Cet extrait de texte est issu de Le Bateau Ivre de Arthur Rimbaud. Selon les mots de Luchini, celui qui veut comprendre Rimbaud n’est “pas bien parti”, au contraire de Victor Hugo où ses textes sont clairs. Il faut parfois oublier le côté « rationnel » pour apprécier la beauté. Et c’est là que le parallèle avec PNL existe.
N’allons pas comparer la plume de Rimbaud à PNL, ce ne serait absolument pas légitime et là n’est pas le but. En revanche, leurs approches de l’écriture se rejoignent quelque part dans cette technique qui défie la logique. Il faut parfois se laisser porter par la musicalité, la beauté des mots assemblés et oublier le sens. C’est en voulant à tout pris se concentrer sur les paroles, sur le sens, que l’on ne va pas apprécier le travail de PNL. Tout comme pour Rimbaud selon Fabrice Luchini.
On retrouve beaucoup ce phénomène de musicalité des mots dans les textes des deux frères:
« Les démons se rendorment j’pose mes armes les anges se réveillent » « Obligés de prendre »
« J’ai mis du temps à m’habituer à cette obscurité
Donc j’caresse timidement la lumière par sécurité » « Laisse »
« Y’a rien à voir et ma rétine se tourne les pouces, donc j’ferme les yeux, et l’obscurité j’épouse » « Mexico »
« Le soleil se lève, temps et soucis dessinent le visage
La lune prend le relais, lance un dernier baiser dans l’virage
J’rattrape l’horizon, pressé, j’démarre en seconde
Infini chemin demain et du temps pour qu’on se trompe »

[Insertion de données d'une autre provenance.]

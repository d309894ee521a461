//! Check referrals command handler

use crate::config::Config;
use crate::db::Store;

pub async fn cmd_check_referrals(config: &Config) -> anyhow::Result<()> {
    let store = Store::new(&config.general.database_path).await?;

    let Some(user) = store.first_user_with_referrals().await? else {
        println!("No user has referrals yet.");
        return Ok(());
    };

    super::print_user(&user);
    println!("  Link: {}", config.referral_link(&user.special_id));
    println!();

    let referred = store.get_referred_users(&user.id).await?;
    println!("Referred users ({} total)", referred.len());
    println!("{:-<60}", "");

    for referred_user in referred {
        println!(
            "• {} [{}] joined {}",
            referred_user.first_name, referred_user.special_id, referred_user.created_at
        );
    }

    Ok(())
}
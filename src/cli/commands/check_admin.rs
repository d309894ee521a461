//! Check admin command handler

use crate::config::Config;
use crate::db::Store;

pub async fn cmd_check_admin(config: &Config) -> anyhow::Result<()> {
    let Some(admin_id) = config.telegram.admin_telegram_id.as_deref() else {
        println!("No admin configured.");
        println!("Set ADMIN_TELEGRAM_ID or telegram.admin_telegram_id in config.toml");
        return Ok(());
    };

    let store = Store::new(&config.general.database_path).await?;

    let Some(user) = store.get_user_by_telegram_id(admin_id).await? else {
        println!("Admin {admin_id} has not logged in yet.");
        return Ok(());
    };

    println!("Configured admin");
    println!("{:-<60}", "");
    super::print_user(&user);

    if !user.is_admin {
        println!();
        println!("⚠ Not flagged as admin yet; the flag is set on the next login.");
    }

    Ok(())
}
#[tokio::test]
async fn test_shared_ip_flags_all_accounts() {
    let app = spawn_app().await;
    let ip = "9.9.9.9";

    let (_, first) = app.login(101, false, None, Some(ip)).await;
    assert_eq!(first["isCheater"], false);

    let (_, second) = app.login(102, false, None, Some(ip)).await;
    assert_eq!(second["isCheater"], false);

    app.login(103, false, None, Some(ip)).await;
    let (_, fourth) = app.login(104, false, None, Some(ip)).await;
    assert_eq!(fourth["isCheater"], true);
    assert_eq!(fourth["isBot"], true);

    app.login(105, false, None, Some("8.8.8.8")).await;

    let admin = app.admin_token().await;
    let (status, body) = app
        .request("GET", "/api/admin/users?filter=cheaters", Some(&admin), None)
        .await;
    assert_eq!(status, StatusCode::OK);
    assert_eq!(body["data"]["pagination"]["total"], 4);

    for user in body["data"]["users"].as_array().unwrap() {
        assert_eq!(user["ipAddress"], ip);
        assert_eq!(user["isBot"], true);
    }
}

#[tokio::test]
async fn test_missing_or_bad_token_is_unauthorized() {
    let app = spawn_app().await;

    let (status, body) = app.request("GET", "/api/user", None, None).await;
    assert_eq!(status, StatusCode::UNAUTHORIZED);
    assert_eq!(body["success"], false);

    let (status, _) = app
        .request("GET", "/api/user", Some("not.a.token"), None)
        .await;
    assert_eq!(status, StatusCode::UNAUTHORIZED);

    let (status, _) = app.request("GET", "/api/admin/stats", None, None).await;
    assert_eq!(status, StatusCode::UNAUTHORIZED);

    let (status, _) = app
        .request("POST", "/api/join-channel", Some("garbage"), None)
        .await;
    assert_eq!(status, StatusCode::UNAUTHORIZED);
}

#[tokio::test]
async fn test_non_admin_forbidden_on_admin_routes() {
    let app = spawn_app().await;
    let (token, _) = app.login(100, false, None, None).await;

    for uri in ["/api/admin/stats", "/api/admin/users", "/api/admin/config"] {
        let (status, _) = app.request("GET", uri, Some(&token), None).await;
        assert_eq!(status, StatusCode::FORBIDDEN, "{uri}");
    }

    let (status, _) = app
        .request(
            "POST",
            "/api/admin/bulk-action",
            Some(&token),
            Some(json!({ "action": "unblock-all" })),
        )
        .await;
    assert_eq!(status, StatusCode::FORBIDDEN);
}

#[tokio::test]
async fn test_configured_admin_is_elevated() {
    let app = spawn_app().await;

    let (token, user) = app.login(ADMIN_TELEGRAM_ID, false, None, None).await;
    assert_eq!(user["isAdmin"], true);
    assert_eq!(user["isVerified"], true);

    let (status, _) = app
        .request("GET", "/api/admin/stats", Some(&token), None)
        .await;
    assert_eq!(status, StatusCode::OK);
}

#[tokio::test]
async fn test_blocked_user_cannot_load_profile() {
    let app = spawn_app().await;
    let admin = app.admin_token().await;
    let (token, user) = app.login(100, false, None, None).await;

    let (status, body) = app
        .request(
            "POST",
            "/api/admin/user-action",
            Some(&admin),
            Some(json!({ "userId": user["id"], "action": "block" })),
        )
        .await;
    assert_eq!(status, StatusCode::OK);
    assert_eq!(body["data"]["user"]["isBlocked"], true);

    let (status, body) = app.request("GET", "/api/user", Some(&token), None).await;
    assert_eq!(status, StatusCode::FORBIDDEN);
    assert_eq!(body["error"], "Account is blocked");

    app.request(
        "POST",
        "/api/admin/user-action",
        Some(&admin),
        Some(json!({ "userId": user["id"], "action": "unblock" })),
    )
    .await;

    let (status, _) = app.request("GET", "/api/user", Some(&token), None).await;
    assert_eq!(status, StatusCode::OK);
}

#[tokio::test]
async fn test_user_action_validation() {
    let app = spawn_app().await;
    let admin = app.admin_token().await;
    let (_, user) = app.login(100, false, None, None).await;

    let (status, _) = app
        .request(
            "POST",
            "/api/admin/user-action",
            Some(&admin),
            Some(json!({ "userId": user["id"], "action": "delete" })),
        )
        .await;
    assert_eq!(status, StatusCode::BAD_REQUEST);

    let (status, _) = app
        .request(
            "POST",
            "/api/admin/user-action",
            Some(&admin),
            Some(json!({ "action": "block" })),
        )
        .await;
    assert_eq!(status, StatusCode::BAD_REQUEST);

    let (status, _) = app
        .request(
            "POST",
            "/api/admin/user-action",
            Some(&admin),
            Some(json!({ "userId": "missing", "action": "block" })),
        )
        .await;
    assert_eq!(status, StatusCode::NOT_FOUND);
}

#[tokio::test]
async fn test_user_actions_update_counters() {
    let app = spawn_app().await;
    let admin = app.admin_token().await;

    let (_, referrer) = app.login(100, false, None, None).await;
    let code = referrer["specialId"].as_str().unwrap().to_string();
    app.login(200, false, Some(&code), None).await;

    let (_, body) = app
        .request(
            "POST",
            "/api/admin/user-action",
            Some(&admin),
            Some(json!({ "userId": referrer["id"], "action": "reset-referrals" })),
        )
        .await;
    assert_eq!(body["data"]["user"]["referrals"], 0);
    assert_eq!(body["data"]["user"]["stars"], 10);

    let (_, body) = app
        .request(
            "POST",
            "/api/admin/user-action",
            Some(&admin),
            Some(json!({ "userId": referrer["id"], "action": "reset-stars" })),
        )
        .await;
    assert_eq!(body["data"]["user"]["stars"], 5);

    let (_, body) = app
        .request(
            "POST",
            "/api/admin/user-action",
            Some(&admin),
            Some(json!({ "userId": referrer["id"], "action": "mark-as-cheater" })),
        )
        .await;
    assert_eq!(body["data"]["user"]["isCheater"], true);
    assert_eq!(body["data"]["user"]["isBot"], true);

    let (_, body) = app
        .request(
            "POST",
            "/api/admin/user-action",
            Some(&admin),
            Some(json!({ "userId": referrer["id"], "action": "unmark-as-cheater" })),
        )
        .await;
    assert_eq!(body["data"]["user"]["isCheater"], false);
    assert_eq!(body["data"]["user"]["isBot"], false);
}

#[tokio::test]
async fn test_bulk_actions() {
    let app = spawn_app().await;
    let admin = app.admin_token().await;

    for telegram_id in 101..=103 {
        app.login(telegram_id, false, None, Some("7.7.7.7")).await;
    }
    app.login(104, false, None, Some("6.6.6.6")).await;

    let (status, body) = app.bulk_action(&admin, "mark-multiple-ips-as-cheaters").await;
    assert_eq!(status, StatusCode::OK);
    assert_eq!(body["data"]["count"], 1);

    let (_, body) = app.bulk_action(&admin, "block-all-cheaters").await;
    assert_eq!(body["data"]["count"], 3);

    let (_, body) = app.bulk_action(&admin, "unblock-all").await;
    assert_eq!(body["data"]["count"], 3);

    let (_, body) = app.bulk_action(&admin, "block-all").await;
    assert_eq!(body["data"]["count"], 4);

    let (status, _) = app
        .request("GET", "/api/admin/stats", Some(&admin), None)
        .await;
    assert_eq!(status, StatusCode::OK, "admin must survive block-all");

    let (status, _) = app.bulk_action(&admin, "explode").await;
    assert_eq!(status, StatusCode::BAD_REQUEST);
}

#[tokio::test]
async fn test_stats() {
    let app = spawn_app().await;
    let admin = app.admin_token().await;

    app.login(100, true, None, None).await;
    for telegram_id in 101..=103 {
        app.login(telegram_id, false, None, Some("5.5.5.5")).await;
    }

    let (status, body) = app
        .request("GET", "/api/admin/stats", Some(&admin), None)
        .await;
    assert_eq!(status, StatusCode::OK);

    let stats = &body["data"]["statistics"];
    assert_eq!(stats["totalUsers"], 5);
    assert_eq!(stats["premiumUsers"], 1);
    assert_eq!(stats["verifiedUsers"], 1);
    assert_eq!(stats["cheaters"], 3);
    assert_eq!(stats["bots"], 3);
    assert_eq!(stats["honestUsers"], 2);
    assert_eq!(stats["activeUsers"], 5);
    assert_eq!(body["data"]["latestUsers"].as_array().unwrap().len(), 5);
}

« La feuille est si belle, plus j’écris plus j’salis
Fleur de décibels, ma rage les contamine » « La Vie est Belle »
« Trop d’haine pour neuf mètres carrés
Tristesse faut pas calculer
J’aime pas tes rêves, cauchemars entassés
Le cœur qui brûle, sentiments glacés » « Jusqu’au dernier gramme »
Ces citations abstraites sont la marque de fabrique du duo. Les mots font un chemin direct sans passer par la case argumentation. Cette technique d’écriture à priori simpliste renforce en fait l’instantanéité, une manière de toucher sans détour, et se révèle bien plus complexe qu’elle n’y paraît. Pour remarquer les subtilités des textes de PNL, il faut y prêter attention, s’y plonger totalement. Les mots sélectionnés créent des images pour l’auditeur, font énormément appel aux sens, à l’imagination. Tout cela combiné à un travail de production remarquable, qui vient sublimer le tout.
L’approche chirurgical de la production
Les projets de PNL sont riches et novateurs, plus particulièrement le dernier en date. Les productions de Dans la Légende frôlent la perfection, fruit d’un travail merveilleusement réalisé par les différents beatmakers de l’opus. Elles se révèlent très efficaces et sont conçues sûr-mesure pour les deux frères.
L’usage de l’auto-tune est lui aussi très bien géré. L’utiliser, aujourd’hui tout le monde le fait. Aussi bien que PNL ? Très dur à réaliser. Le duo a le don de la mélodie et réussit parfaitement à capter les ambiances, et à marier les mots, le chant et les productions. Tout est compliqué à faire, mais le résultat final paraît si simple et limpide. C’est par ce savoir faire que le groupe sublime ses textes, et arrive à donner une autre dimension à leur parole. Une approche assez nouvelle et innovante, qui pourrait être une nouvelle norme dans les années à venir.